Perkembangan seni rupa kontemporer sejak 1970-an telah menunjukkan persilangan sangat menarik ketika berbagai disiplin mengintervensi dan menjadi bagian dari seni rupa. Lahirnya performance art, misalnya, salah satu momen penting yang menautkan seni rupa dengan pertunjukan. Yang tak kalah diperdebatkan saat itu adalah masuknya perspektif dan bentuk-bentuk desain dalam visi estetika para seniman.

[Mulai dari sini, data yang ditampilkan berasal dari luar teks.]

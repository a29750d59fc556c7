//! HTTP request handlers.

pub mod auth_handler;
pub mod health;
pub mod metrics;
pub mod user_handler;

pub use auth_handler::{login, signup};
pub use health::health_check;
pub use metrics::metrics_handler;
pub use user_handler::{all_users, authenticated_user};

Pameran "Come-In" yang diselenggarakan Goethe Institut di Galeri Nasional, 28 Oktober hingga 30 November 2008, contoh nyata bagaimana perspektif desain digunakan untuk membangun karya seni dan fungsi diintegrasikan dengan estetika. Sebanyak 26 seniman Jerman turut dalam pameran yang telah berkeliling dunia selama enam tahun ini.
Selain di Indonesia, pameran ini pernah diadakan, antara lain, di beberapa negara Eropa, Jepang, dan Vietnam. Di setiap negara, mereka mengundang beberapa seniman setempat untuk berpartisipasi dengan tema serupa. Di Indonesia, kurator Enin Supriyanto memilih Davy Linggar (Jakarta) dan Wiyoga Muhardanto (Bandung).
Karya-karya yang ditampilkan di sini menunjukkan kemampuan imajinatif luar biasa para seniman, terutama dalam membuat obyek-obyek yang melulu berperan fungsional menjadi karya aplikatif. Berbagai medium dijelajahi untuk menunjukkan keberagaman latar belakang seniman: obyek tiga dimensi, gambar dan sketsa, video, instalasi, dan sebagainya.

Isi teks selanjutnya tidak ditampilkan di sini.